HOW TO COMPLETE THIS TASK: For the word "MockBackend", search the records and show each line in which it occurs.

==== SOURCE DATA ====

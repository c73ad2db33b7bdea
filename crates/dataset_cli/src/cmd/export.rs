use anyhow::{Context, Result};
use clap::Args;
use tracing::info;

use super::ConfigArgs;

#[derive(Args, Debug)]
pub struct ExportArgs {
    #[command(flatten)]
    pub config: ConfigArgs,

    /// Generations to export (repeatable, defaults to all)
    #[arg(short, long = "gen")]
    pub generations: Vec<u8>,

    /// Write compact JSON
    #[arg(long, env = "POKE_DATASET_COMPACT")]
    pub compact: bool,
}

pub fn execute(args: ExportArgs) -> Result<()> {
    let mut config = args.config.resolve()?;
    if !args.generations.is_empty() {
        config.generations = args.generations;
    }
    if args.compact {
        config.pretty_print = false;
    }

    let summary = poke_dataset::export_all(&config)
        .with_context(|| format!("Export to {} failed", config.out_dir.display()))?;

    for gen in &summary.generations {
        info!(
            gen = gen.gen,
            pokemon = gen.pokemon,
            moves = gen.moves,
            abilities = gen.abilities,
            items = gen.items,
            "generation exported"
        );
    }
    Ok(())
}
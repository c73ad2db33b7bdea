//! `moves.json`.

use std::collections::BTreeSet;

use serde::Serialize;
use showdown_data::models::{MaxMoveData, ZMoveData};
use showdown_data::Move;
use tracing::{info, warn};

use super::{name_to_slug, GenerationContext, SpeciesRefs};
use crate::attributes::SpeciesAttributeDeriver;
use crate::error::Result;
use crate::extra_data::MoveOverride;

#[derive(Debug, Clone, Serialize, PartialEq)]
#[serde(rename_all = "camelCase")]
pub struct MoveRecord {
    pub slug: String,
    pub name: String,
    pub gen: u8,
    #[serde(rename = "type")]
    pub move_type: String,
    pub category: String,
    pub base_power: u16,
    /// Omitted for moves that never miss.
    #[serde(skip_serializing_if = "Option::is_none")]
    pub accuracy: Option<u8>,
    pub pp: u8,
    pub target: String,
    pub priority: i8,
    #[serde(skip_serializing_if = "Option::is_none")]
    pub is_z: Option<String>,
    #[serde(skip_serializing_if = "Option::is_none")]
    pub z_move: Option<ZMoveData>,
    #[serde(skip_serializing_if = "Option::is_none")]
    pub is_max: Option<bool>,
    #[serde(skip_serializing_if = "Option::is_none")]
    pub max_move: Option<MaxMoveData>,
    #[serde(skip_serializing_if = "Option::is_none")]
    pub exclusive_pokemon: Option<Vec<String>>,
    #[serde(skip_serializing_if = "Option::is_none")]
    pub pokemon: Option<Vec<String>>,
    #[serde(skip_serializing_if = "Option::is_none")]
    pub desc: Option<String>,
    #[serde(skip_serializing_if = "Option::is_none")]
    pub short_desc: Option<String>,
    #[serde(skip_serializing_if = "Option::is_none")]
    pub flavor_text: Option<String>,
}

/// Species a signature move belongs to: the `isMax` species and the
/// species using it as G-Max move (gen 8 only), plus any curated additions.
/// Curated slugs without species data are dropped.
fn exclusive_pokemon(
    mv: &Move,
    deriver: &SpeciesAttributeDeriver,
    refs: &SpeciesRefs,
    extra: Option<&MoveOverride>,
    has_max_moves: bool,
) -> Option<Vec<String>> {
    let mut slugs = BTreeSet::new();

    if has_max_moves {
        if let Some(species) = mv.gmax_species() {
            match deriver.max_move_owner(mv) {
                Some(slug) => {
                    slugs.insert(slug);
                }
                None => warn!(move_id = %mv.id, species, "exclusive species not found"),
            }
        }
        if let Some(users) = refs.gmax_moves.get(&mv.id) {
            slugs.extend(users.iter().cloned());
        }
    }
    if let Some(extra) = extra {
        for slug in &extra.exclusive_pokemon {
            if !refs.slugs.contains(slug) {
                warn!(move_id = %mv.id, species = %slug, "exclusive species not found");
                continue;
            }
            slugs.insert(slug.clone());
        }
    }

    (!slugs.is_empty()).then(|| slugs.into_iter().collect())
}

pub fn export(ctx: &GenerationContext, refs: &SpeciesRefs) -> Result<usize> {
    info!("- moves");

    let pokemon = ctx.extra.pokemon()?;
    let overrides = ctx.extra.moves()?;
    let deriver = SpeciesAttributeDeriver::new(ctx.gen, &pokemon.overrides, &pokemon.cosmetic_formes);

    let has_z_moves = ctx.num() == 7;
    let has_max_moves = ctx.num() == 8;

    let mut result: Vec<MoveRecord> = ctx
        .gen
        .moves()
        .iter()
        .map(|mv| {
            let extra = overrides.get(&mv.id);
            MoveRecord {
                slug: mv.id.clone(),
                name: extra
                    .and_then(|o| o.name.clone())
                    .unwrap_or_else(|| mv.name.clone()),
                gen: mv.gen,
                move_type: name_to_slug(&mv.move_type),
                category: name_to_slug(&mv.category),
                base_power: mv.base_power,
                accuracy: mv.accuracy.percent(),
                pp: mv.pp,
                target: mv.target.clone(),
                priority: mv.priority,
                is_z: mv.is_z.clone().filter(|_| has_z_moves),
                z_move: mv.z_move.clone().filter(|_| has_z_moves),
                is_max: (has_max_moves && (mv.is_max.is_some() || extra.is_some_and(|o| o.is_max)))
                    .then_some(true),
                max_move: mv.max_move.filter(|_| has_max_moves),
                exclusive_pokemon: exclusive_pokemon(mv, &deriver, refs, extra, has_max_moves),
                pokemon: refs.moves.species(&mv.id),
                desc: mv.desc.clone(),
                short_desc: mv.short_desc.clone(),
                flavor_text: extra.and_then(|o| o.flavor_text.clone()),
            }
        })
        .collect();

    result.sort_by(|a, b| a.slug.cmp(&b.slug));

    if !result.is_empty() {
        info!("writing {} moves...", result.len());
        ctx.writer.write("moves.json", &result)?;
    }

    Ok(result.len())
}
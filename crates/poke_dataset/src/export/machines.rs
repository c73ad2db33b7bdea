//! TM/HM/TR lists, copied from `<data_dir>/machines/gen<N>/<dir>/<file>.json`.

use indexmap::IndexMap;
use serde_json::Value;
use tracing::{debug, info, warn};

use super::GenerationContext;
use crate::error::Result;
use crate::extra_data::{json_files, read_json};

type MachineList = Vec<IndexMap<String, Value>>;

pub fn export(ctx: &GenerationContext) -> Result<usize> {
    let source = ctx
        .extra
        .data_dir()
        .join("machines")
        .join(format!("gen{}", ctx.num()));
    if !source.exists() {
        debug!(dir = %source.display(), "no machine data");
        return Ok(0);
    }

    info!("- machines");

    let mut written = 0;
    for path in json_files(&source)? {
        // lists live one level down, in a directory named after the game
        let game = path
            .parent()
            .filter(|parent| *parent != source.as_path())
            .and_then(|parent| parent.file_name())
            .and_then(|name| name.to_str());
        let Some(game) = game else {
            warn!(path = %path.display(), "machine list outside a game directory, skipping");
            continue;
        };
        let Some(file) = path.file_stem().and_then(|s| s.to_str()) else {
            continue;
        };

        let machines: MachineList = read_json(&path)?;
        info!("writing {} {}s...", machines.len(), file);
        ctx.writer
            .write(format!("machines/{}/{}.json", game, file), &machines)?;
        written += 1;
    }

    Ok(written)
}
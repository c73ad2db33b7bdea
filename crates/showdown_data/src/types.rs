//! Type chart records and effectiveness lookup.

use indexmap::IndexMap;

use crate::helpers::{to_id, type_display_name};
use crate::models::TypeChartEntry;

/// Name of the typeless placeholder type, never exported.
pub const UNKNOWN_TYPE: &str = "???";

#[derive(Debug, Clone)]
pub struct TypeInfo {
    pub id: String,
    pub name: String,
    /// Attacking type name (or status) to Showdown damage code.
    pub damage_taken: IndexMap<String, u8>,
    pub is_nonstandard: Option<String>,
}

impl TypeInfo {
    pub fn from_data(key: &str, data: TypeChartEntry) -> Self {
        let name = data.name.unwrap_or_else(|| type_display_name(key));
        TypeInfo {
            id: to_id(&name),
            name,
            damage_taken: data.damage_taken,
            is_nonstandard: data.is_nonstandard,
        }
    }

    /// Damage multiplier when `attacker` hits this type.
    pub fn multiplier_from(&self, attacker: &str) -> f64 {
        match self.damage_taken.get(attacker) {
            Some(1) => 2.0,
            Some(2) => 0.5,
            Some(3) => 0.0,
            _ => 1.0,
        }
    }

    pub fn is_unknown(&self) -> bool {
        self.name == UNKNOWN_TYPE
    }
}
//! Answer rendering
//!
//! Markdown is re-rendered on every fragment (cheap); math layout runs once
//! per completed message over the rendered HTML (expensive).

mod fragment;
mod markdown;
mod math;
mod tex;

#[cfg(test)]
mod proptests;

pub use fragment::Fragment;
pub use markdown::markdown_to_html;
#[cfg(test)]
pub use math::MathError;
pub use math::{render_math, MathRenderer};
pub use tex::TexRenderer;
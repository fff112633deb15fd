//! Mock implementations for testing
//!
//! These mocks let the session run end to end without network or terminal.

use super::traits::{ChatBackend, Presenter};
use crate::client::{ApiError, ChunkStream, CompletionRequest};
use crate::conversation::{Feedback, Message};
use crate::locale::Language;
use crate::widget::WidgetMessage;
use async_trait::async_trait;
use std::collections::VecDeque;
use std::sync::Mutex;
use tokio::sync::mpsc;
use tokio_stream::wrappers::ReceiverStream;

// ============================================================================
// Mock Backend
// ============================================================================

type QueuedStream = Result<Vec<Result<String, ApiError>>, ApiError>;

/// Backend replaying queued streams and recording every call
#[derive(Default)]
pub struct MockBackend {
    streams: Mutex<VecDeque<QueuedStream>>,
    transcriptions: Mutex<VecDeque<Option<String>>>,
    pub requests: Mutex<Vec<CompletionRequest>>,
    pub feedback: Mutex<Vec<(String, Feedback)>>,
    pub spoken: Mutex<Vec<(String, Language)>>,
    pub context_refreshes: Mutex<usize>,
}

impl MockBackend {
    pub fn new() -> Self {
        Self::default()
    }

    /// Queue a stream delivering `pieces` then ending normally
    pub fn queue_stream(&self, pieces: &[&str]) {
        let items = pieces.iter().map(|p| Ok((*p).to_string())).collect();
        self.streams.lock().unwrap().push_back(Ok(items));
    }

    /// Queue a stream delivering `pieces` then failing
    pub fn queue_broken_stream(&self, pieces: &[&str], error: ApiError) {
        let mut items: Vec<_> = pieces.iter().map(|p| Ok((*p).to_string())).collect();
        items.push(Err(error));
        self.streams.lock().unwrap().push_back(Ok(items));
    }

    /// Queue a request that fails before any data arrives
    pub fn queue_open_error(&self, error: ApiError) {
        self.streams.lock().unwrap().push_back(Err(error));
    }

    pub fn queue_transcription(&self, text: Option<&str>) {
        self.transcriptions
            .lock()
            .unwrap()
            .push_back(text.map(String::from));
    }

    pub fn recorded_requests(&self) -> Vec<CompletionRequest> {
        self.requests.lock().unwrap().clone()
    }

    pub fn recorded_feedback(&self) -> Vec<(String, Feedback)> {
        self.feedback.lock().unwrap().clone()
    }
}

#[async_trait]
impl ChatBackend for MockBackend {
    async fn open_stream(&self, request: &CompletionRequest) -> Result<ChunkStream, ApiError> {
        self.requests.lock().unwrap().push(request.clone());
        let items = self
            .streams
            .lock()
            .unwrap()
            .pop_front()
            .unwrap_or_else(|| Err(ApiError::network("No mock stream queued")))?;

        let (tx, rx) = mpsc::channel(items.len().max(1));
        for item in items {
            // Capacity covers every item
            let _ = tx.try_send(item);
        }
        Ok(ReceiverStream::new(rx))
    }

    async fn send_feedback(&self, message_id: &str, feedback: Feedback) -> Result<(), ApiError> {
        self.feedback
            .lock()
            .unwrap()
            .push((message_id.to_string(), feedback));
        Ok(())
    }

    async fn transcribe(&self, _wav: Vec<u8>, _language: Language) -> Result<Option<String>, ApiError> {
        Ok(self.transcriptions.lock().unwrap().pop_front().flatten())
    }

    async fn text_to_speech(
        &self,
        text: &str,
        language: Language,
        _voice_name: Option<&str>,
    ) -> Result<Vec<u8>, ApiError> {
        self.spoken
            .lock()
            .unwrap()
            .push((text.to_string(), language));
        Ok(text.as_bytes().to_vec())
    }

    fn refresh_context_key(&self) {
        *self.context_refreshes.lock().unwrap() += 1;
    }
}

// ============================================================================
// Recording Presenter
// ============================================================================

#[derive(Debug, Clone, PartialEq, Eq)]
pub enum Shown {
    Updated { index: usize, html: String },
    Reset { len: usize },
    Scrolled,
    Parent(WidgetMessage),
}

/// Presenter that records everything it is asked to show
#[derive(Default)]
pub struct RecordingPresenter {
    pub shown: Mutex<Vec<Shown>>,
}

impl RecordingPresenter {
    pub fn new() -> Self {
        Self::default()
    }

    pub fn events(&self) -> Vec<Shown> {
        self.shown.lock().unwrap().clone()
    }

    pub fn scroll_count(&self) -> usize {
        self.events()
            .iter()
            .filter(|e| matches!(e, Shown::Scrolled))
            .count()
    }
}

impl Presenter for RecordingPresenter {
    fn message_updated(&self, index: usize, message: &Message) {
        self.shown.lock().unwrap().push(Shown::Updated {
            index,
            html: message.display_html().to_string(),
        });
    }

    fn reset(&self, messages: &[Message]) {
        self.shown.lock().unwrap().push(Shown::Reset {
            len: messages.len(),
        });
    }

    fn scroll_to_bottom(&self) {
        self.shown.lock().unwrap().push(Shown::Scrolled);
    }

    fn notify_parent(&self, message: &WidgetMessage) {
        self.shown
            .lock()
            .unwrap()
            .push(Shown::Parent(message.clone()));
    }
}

====

REPLY TO THE TASK:
pub struct MockBackend {
impl MockBackend {
impl ChatBackend for MockBackend {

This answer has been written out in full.